● Material for this exercise:
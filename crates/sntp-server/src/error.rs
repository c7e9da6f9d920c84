// Copyright 2026 U.S. Federal Government (in countries where recognized)
// SPDX-License-Identifier: Apache-2.0

//! Custom error types for the SNTP server.
//!
//! Public APIs return `io::Result<T>`. Internally, errors are constructed as
//! `SntpServerError` variants and converted to `io::Error` automatically via
//! `From<SntpServerError> for io::Error`.
//!
//! Callers who want programmatic error matching can downcast via
//! `io::Error::get_ref()`:
//!
//! ```no_run
//! use sntp_server::error::SntpServerError;
//!
//! # fn example(result: std::io::Result<()>) {
//! match result {
//!     Ok(()) => println!("server running"),
//!     Err(e) => {
//!         if let Some(srv_err) = e.get_ref()
//!             .and_then(|inner| inner.downcast_ref::<SntpServerError>())
//!         {
//!             match srv_err {
//!                 SntpServerError::Config(c) => eprintln!("config error: {c}"),
//!                 _ => eprintln!("server error: {srv_err}"),
//!             }
//!         }
//!     }
//! }
//! # }
//! ```

pub use sntp_proto::error::CodecError;

use std::fmt;
use std::io;

/// Errors that can occur during SNTP server operations.
#[derive(Debug)]
pub enum SntpServerError {
    /// A datagram could not be decoded, or a reply could not be encoded.
    Protocol(CodecError),
    /// Invalid configuration (bad listen address, bad deviation).
    Config(ConfigError),
    /// Underlying I/O error (socket bind, send/recv, etc.).
    Io(io::Error),
}

/// Server configuration errors.
#[derive(Clone, Debug, PartialEq)]
pub enum ConfigError {
    /// Invalid listen address.
    InvalidListenAddress {
        /// The address that was invalid.
        address: String,
        /// Detail about why it is invalid.
        detail: String,
    },
    /// The deviation is not an integer number of seconds, or is too large.
    InvalidDeviation {
        /// The rejected text or value.
        value: String,
        /// Detail about why it is invalid.
        detail: String,
    },
    /// Generic configuration error.
    Other(String),
}

// ── Display implementations ─────────────────────────────────────────

impl fmt::Display for SntpServerError {
    fn fmt(&self, f: &mut fmt::Formatter<'_>) -> fmt::Result {
        match self {
            SntpServerError::Protocol(e) => write!(f, "SNTP protocol error: {e}"),
            SntpServerError::Config(e) => write!(f, "SNTP server config error: {e}"),
            SntpServerError::Io(e) => write!(f, "{e}"),
        }
    }
}

impl fmt::Display for ConfigError {
    fn fmt(&self, f: &mut fmt::Formatter<'_>) -> fmt::Result {
        match self {
            ConfigError::InvalidListenAddress { address, detail } => {
                write!(f, "invalid listen address '{address}': {detail}")
            }
            ConfigError::InvalidDeviation { value, detail } => {
                write!(f, "invalid deviation '{value}': {detail}")
            }
            ConfigError::Other(msg) => write!(f, "{msg}"),
        }
    }
}

// ── Error trait implementations ─────────────────────────────────────

impl std::error::Error for SntpServerError {
    fn source(&self) -> Option<&(dyn std::error::Error + 'static)> {
        match self {
            SntpServerError::Protocol(e) => Some(e),
            SntpServerError::Config(e) => Some(e),
            SntpServerError::Io(e) => Some(e),
        }
    }
}

impl std::error::Error for ConfigError {}

// ── From conversions ────────────────────────────────────────────────

impl From<SntpServerError> for io::Error {
    fn from(err: SntpServerError) -> io::Error {
        let kind = match &err {
            SntpServerError::Protocol(CodecError::EncodeRange(_)) => io::ErrorKind::InvalidInput,
            SntpServerError::Protocol(_) => io::ErrorKind::InvalidData,
            SntpServerError::Config(_) => io::ErrorKind::InvalidInput,
            SntpServerError::Io(e) => e.kind(),
        };
        // Preserve the original io::Error directly for the Io variant.
        if let SntpServerError::Io(e) = err {
            return e;
        }
        io::Error::new(kind, err)
    }
}

impl From<io::Error> for SntpServerError {
    fn from(err: io::Error) -> SntpServerError {
        SntpServerError::Io(err)
    }
}

impl From<CodecError> for SntpServerError {
    fn from(err: CodecError) -> SntpServerError {
        SntpServerError::Protocol(err)
    }
}

impl From<ConfigError> for SntpServerError {
    fn from(err: ConfigError) -> SntpServerError {
        SntpServerError::Config(err)
    }
}

// ── Tests ───────────────────────────────────────────────────────────

#[cfg(test)]
mod tests {
    use super::*;
    use sntp_proto::error::RangeError;
    use sntp_proto::protocol::Mode;

    #[test]
    fn test_config_error_display() {
        let e = ConfigError::InvalidListenAddress {
            address: "bad:addr".to_string(),
            detail: "not a valid socket address".to_string(),
        };
        assert_eq!(
            e.to_string(),
            "invalid listen address 'bad:addr': not a valid socket address"
        );
    }

    #[test]
    fn test_config_error_deviation() {
        let e = ConfigError::InvalidDeviation {
            value: "abc".to_string(),
            detail: "invalid digit found in string".to_string(),
        };
        assert_eq!(
            e.to_string(),
            "invalid deviation 'abc': invalid digit found in string"
        );
    }

    #[test]
    fn test_protocol_error_display() {
        let e = SntpServerError::Protocol(CodecError::UnexpectedMode { mode: Mode::Server });
        assert_eq!(e.to_string(), "SNTP protocol error: unexpected mode: Server");
    }

    #[test]
    fn test_server_error_to_io_error_kind() {
        let cases: Vec<(SntpServerError, io::ErrorKind)> = vec![
            (
                SntpServerError::Protocol(CodecError::InvalidLength { length: 10 }),
                io::ErrorKind::InvalidData,
            ),
            (
                SntpServerError::Protocol(CodecError::EncodeRange(RangeError::DateTooLate)),
                io::ErrorKind::InvalidInput,
            ),
            (
                SntpServerError::Config(ConfigError::Other("test".to_string())),
                io::ErrorKind::InvalidInput,
            ),
        ];
        for (srv_err, expected_kind) in cases {
            let io_err: io::Error = srv_err.into();
            assert_eq!(io_err.kind(), expected_kind);
        }
    }

    #[test]
    fn test_server_error_downcast_roundtrip() {
        let err = SntpServerError::Protocol(CodecError::InvalidLength { length: 10 });
        let io_err: io::Error = err.into();
        assert_eq!(io_err.kind(), io::ErrorKind::InvalidData);

        let inner = io_err
            .get_ref()
            .unwrap()
            .downcast_ref::<SntpServerError>()
            .unwrap();
        assert!(matches!(
            inner,
            SntpServerError::Protocol(CodecError::InvalidLength { length: 10 })
        ));
    }

    #[test]
    fn test_io_error_passthrough() {
        let orig = io::Error::new(io::ErrorKind::ConnectionReset, "reset");
        let kind = orig.kind();
        let srv_err = SntpServerError::Io(orig);
        let io_err: io::Error = srv_err.into();
        assert_eq!(io_err.kind(), kind);
        assert_eq!(io_err.to_string(), "reset");
    }

    #[test]
    fn test_from_conversions() {
        let srv_err: SntpServerError = io::Error::new(io::ErrorKind::BrokenPipe, "broken").into();
        assert!(matches!(srv_err, SntpServerError::Io(_)));

        let srv_err: SntpServerError = CodecError::InvalidLength { length: 1 }.into();
        assert!(matches!(srv_err, SntpServerError::Protocol(_)));

        let srv_err: SntpServerError = ConfigError::Other("test".to_string()).into();
        assert!(matches!(srv_err, SntpServerError::Config(_)));
    }

    #[test]
    fn test_server_error_source() {
        let srv_err = SntpServerError::Config(ConfigError::Other("x".to_string()));
        assert!(std::error::Error::source(&srv_err).is_some());
    }
}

● What to produce: Using the listing above, show each line holding the string "InvalidListenAddress".

● Expected output:
    InvalidListenAddress {
            ConfigError::InvalidListenAddress { address, detail } => {
        let e = ConfigError::InvalidListenAddress {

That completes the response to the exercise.